Editor’s Note: This post was written by Luke Downey, PhD, Senior Research Fellow in the Centre for Human Psychopharmacology, Swinburne University of Technology. Dr. Downey recently completed the Division on Addiction Visiting Scholars Program.
Whilst energy drinks improve aspects of mental performance and feelings of alertness, recent articles suggest that energy drink consumption combined with alcohol may reduce perception of alcohol intoxication, or lead to increased alcohol or drug use (e.g., Marczinski & Fillmore, 2014). This issue of the DRAM explores students’ motives for consuming energy drinks, and how those motives relate to their levels of alcohol consumption (Verster, Benson & Scholey, 2014).
- Researchers utilized data from 2,329 college students (from approximately 70,000 contacted) who completed an online survey concerning patterns of alcohol consumption, motives for consuming energy drinks, and the consequences of consuming alcohol and energy drinks.
- Data from two groups of respondents were considered:
- Participants who consumed energy drinks but never mixed energy drinks with alcohol (energy drinks only group; n = 1,090), and
- Participants who consumed energy drinks and also consumed alcohol mixed with energy drinks (AMED group; n = 1,239).
- All participants indicated their reasons for drinking energy drinks. Within the AMED group, participants were classified as having neutral or negative reasons for mixing alcohol with an energy drink.
- Respondents classified as mixing for negative reasons (AMED-negative) endorsed mixing these beverages for at least one of the following reasons: “to get drunk”, “to prevent getting drunk”, “it feels like I can drink more alcohol”, “it feels like energy drinks reduce the negative effects of alcohol”, and “to sober up”. In past research, these reasons have been suggested to be associated with increased alcohol consumption. Neutral reasons were unrelated to alcohol consumption (e.g., “I like the taste.”)
- The authors explored all participants’ motives for drinking energy drinks. They compared AMED-negative participants with others. Then, they used paired samples t-tests to determine whether alcohol consumption within the AMED-negative subgroup differed between the occasions on which they only consumed alcohol versus those occasions when they consumed AMED.
- As Figure 1 shows, across participants, the most frequently endorsed motives for consuming energy drinks (without alcohol) were “I like the taste” (reported by 58.6% of subjects), “To keep me awake” (54.3%), and “It gives me energy” (44.3%).
Figure 1. Reasons for drinking energy drinks (without alcohol), percentage ‘yes’ of n = 2326.

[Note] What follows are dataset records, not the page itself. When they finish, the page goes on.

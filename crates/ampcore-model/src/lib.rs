//! Neural amplifier model loading and real-time dispatch.
//!
//! Loads RTNeural-style JSON model files, identifies which of a closed set
//! of recurrent architectures they describe, and runs the matching forward
//! pass sample-by-sample on the audio thread with no allocation.

mod cell;
mod descriptor;
mod error;
mod variant;

pub use cell::CellKind;
pub use descriptor::ModelDescriptor;
pub use error::ModelLoadError;
pub use variant::{DynamicModel, ModelVariant};

use std::path::Path;

/// Load a model file and build the [`DynamicModel`] wrapper around it, with
/// the gain staging and skip connection declared in the file itself
/// (`in_skip`, `in_gain`, `out_gain`).
pub fn load_model(path: impl AsRef<Path>) -> Result<DynamicModel, ModelLoadError> {
    let desc = ModelDescriptor::load(path)?;
    let (input_skip, input_gain, output_gain) =
        (desc.input_skip, desc.input_gain, desc.output_gain);
    let variant = ModelVariant::from_descriptor(desc)?;
    Ok(DynamicModel::new(variant, input_skip, input_gain, output_gain))
}

#[cfg(test)]
mod tests {
    use super::*;
    use std::io::Write;

    #[test]
    fn load_model_roundtrips_a_minimal_gru_file() {
        let hidden = 8;
        let input_size = 1;
        let gates = 3;
        let json = serde_json::json!({
            "in_shape": [null, input_size],
            "layers": [
                {
                    "type": "gru",
                    "shape": [null, hidden],
                    "weights": vec![vec![0.1f32; input_size]; gates * hidden],
                    "recurrent_weights": vec![vec![0.0f32; hidden]; gates * hidden],
                    "biases": vec![vec![0.0f32; gates * hidden]],
                },
                {
                    "type": "dense",
                    "shape": [null, 1],
                    "weights": vec![vec![0.2f32; hidden]],
                    "biases": vec![vec![0.0f32]],
                },
            ],
        });

        let mut file = tempfile::NamedTempFile::new().unwrap();
        write!(file, "{json}").unwrap();

        let mut model = load_model(file.path()).unwrap();
        assert!(model.is_loaded());
        let out = model.process(1.0, 0.0, 0.0);
        assert!(out.is_finite());
    }

    #[test]
    fn load_model_propagates_missing_file_error() {
        let result = load_model("/nonexistent/model.json");
        assert!(matches!(result, Err(ModelLoadError::ReadFile { .. })));
    }
}
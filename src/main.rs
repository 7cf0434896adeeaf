use log::{error, info, LevelFilter};
use rocket::Error as RocketError;
use thiserror::Error;

/// Errors that are critical to the entire server.
#[derive(Debug, Error)]
enum Error {
    #[error(transparent)]
    RocketError(#[from] RocketError),
}

async fn run() -> Result<(), Error> {
    info!("Configuring server...");
    let rocket = ratify_backend::build().ignite().await?;
    info!("...server configured!");
    // Our own request logging replaces Rocket's from now on.
    log4rs_dynamic_filters::DynamicLevelFilter::set("rocket", LevelFilter::Off);
    let _ = rocket.launch().await?;
    Ok(())
}

#[rocket::main]
async fn main() {
    // Set up logging.
    log4rs::init_file("log4rs.yaml", log4rs_dynamic_filters::default_deserializers())
        .expect("Failed to initialise logging");
    info!("Initialised logging");

    // Launch server.
    if let Err(err) = run().await {
        error!("{err}");
        error!("Critical failure, shutting down");
        std::process::exit(1)
    }
}
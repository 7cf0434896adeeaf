use serde::{Deserialize, Serialize};

use crate::model::member::MemberName;

/// A sign-in request: a member's name and PIN, plus the secondary admin
/// code when asking for admin rights.
#[derive(Debug, Clone, Serialize, Deserialize)]
pub struct AuthRequest {
    pub name: String,
    pub pin: String,
    #[serde(default, skip_serializing_if = "Option::is_none")]
    pub code: Option<String>,
}

/// Who is signed in, and with which rights.
#[derive(Debug, Clone, PartialEq, Eq, Serialize, Deserialize)]
pub struct Session {
    pub name: MemberName,
    pub admin: bool,
}


#[cfg(test)]
pub use examples::TEST_ADMIN_CODE;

- Of the 1,200+ participants who mixed alcohol with energy drinks, 257 reported doing so for at least one of the five negative motives (AMED-negative). Those participants were more likely to be male, used more drugs and tobacco, and experience more negative alcohol-related consequences than other participants.
- Despite the fact that these subjects consumed AMED for negative motives, on the occasions when they drank AMED, as Figure 2 shows, they consumed significantly less alcohol and were drunk less often when compared to those occasions on which they only consumed alcohol.
Figure 2. Alcohol consumption with and without energy drinks among AMED-Negative Respondents
- Taken together, these figures and findings show:
- Consumption of energy drinks are mainly driven by consumers’ appreciation of their taste, and the positive effects of the drinks’ functional ingredients.
- A minority of students have negative motives for AMED consumption, and these students report other risk behaviors.
- Among this subset, overall alcohol consumption was reduced when mixing alcohol with an energy drink.
- The sample includes Dutch college students from two institutions; therefore the results of this study might not be generalizable to students of differing universities or geographical location.
- The researchers gathered no information concerning ‘how important’ any of the recorded ‘motives’ for drinking were to the participants.
- The degree of drinking (was heavy drinking involved) was not adequately assessed.
- This study relied upon self-report data. The students may not have been comfortable in fully reporting their energy drink and alcohol drinking habits.
From the data presented, it appears that whilst Dutch students are drinking 6-7 drinks in drinking sessions, most do not report using energy drinks to increase their drinking or facilitate other ‘negative’ motives related to drinking. Students who do report mixing these drinks for negative reasons also exhibit other risk behaviours such as drug use and alcohol use that results in negative consequences. Thus, motives for AMED consumption might be an important marker of other risky behaviours.